● **Entries taken from a collection**
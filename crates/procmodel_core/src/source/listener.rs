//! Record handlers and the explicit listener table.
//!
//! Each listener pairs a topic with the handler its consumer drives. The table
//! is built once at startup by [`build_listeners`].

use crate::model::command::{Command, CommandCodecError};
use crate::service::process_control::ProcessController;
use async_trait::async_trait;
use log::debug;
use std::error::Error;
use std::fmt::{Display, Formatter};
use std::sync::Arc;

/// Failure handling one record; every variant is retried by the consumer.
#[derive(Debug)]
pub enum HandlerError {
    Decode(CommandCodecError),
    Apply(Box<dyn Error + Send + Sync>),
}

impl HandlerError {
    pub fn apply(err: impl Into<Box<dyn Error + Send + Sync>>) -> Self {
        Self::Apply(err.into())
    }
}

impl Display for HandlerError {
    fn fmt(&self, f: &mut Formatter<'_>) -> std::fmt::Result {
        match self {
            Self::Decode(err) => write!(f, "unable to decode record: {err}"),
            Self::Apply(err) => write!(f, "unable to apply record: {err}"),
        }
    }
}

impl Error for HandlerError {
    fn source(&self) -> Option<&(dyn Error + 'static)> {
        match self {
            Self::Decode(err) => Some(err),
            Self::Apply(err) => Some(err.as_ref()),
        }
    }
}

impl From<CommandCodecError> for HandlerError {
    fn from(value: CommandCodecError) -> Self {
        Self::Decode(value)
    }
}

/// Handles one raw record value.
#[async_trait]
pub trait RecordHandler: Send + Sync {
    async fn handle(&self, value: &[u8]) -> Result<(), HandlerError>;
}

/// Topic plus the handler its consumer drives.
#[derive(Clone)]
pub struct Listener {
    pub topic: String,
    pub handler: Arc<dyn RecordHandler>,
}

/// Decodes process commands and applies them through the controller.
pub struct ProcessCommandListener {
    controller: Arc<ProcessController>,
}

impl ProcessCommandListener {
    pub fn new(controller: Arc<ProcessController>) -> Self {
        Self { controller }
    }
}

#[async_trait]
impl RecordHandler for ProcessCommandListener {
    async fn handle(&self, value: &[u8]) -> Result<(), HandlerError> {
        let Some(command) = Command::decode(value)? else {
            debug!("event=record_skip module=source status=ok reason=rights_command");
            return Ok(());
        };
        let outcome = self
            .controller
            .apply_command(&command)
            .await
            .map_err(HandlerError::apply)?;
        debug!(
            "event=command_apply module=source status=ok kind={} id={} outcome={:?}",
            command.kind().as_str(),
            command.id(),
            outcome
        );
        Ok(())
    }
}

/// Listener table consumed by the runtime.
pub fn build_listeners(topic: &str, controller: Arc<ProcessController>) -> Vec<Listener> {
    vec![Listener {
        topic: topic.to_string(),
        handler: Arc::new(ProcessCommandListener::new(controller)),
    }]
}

● **Problem to solve**
The response should consist of the entries, retyped exactly and in full.

● **Task result**
filename crates/procmodel_core/src/source/listener.rs
//! Record handlers and the explicit listener table.
//!
//! Each listener pairs a topic with the handler its consumer drives. The table
//! is built once at startup by [`build_listeners`].

use crate::model::command::{Command, CommandCodecError};
use crate::service::process_control::ProcessController;
use async_trait::async_trait;
use log::debug;
use std::error::Error;
use std::fmt::{Display, Formatter};
use std::sync::Arc;

/// Failure handling one record; every variant is retried by the consumer.
#[derive(Debug)]
pub enum HandlerError {
    Decode(CommandCodecError),
    Apply(Box<dyn Error + Send + Sync>),
}

impl HandlerError {
    pub fn apply(err: impl Into<Box<dyn Error + Send + Sync>>) -> Self {
        Self::Apply(err.into())
    }
}

impl Display for HandlerError {
    fn fmt(&self, f: &mut Formatter<'_>) -> std::fmt::Result {
        match self {
            Self::Decode(err) => write!(f, "unable to decode record: {err}"),
            Self::Apply(err) => write!(f, "unable to apply record: {err}"),
        }
    }
}

impl Error for HandlerError {
    fn source(&self) -> Option<&(dyn Error + 'static)> {
        match self {
            Self::Decode(err) => Some(err),
            Self::Apply(err) => Some(err.as_ref()),
        }
    }
}

impl From<CommandCodecError> for HandlerError {
    fn from(value: CommandCodecError) -> Self {
        Self::Decode(value)
    }
}

/// Handles one raw record value.
#[async_trait]
pub trait RecordHandler: Send + Sync {
    async fn handle(&self, value: &[u8]) -> Result<(), HandlerError>;
}

/// Topic plus the handler its consumer drives.
#[derive(Clone)]
pub struct Listener {
    pub topic: String,
    pub handler: Arc<dyn RecordHandler>,
}

/// Decodes process commands and applies them through the controller.
pub struct ProcessCommandListener {
    controller: Arc<ProcessController>,
}

impl ProcessCommandListener {
    pub fn new(controller: Arc<ProcessController>) -> Self {
        Self { controller }
    }
}

#[async_trait]
impl RecordHandler for ProcessCommandListener {
    async fn handle(&self, value: &[u8]) -> Result<(), HandlerError> {
        let Some(command) = Command::decode(value)? else {
            debug!("event=record_skip module=source status=ok reason=rights_command");
            return Ok(());
        };
        let outcome = self
            .controller
            .apply_command(&command)
            .await
            .map_err(HandlerError::apply)?;
        debug!(
            "event=command_apply module=source status=ok kind={} id={} outcome={:?}",
            command.kind().as_str(),
            command.id(),
            outcome
        );
        Ok(())
    }
}

/// Listener table consumed by the runtime.
pub fn build_listeners(topic: &str, controller: Arc<ProcessController>) -> Vec<Listener> {
    vec![Listener {
        topic: topic.to_string(),
        handler: Arc::new(ProcessCommandListener::new(controller)),
    }]
}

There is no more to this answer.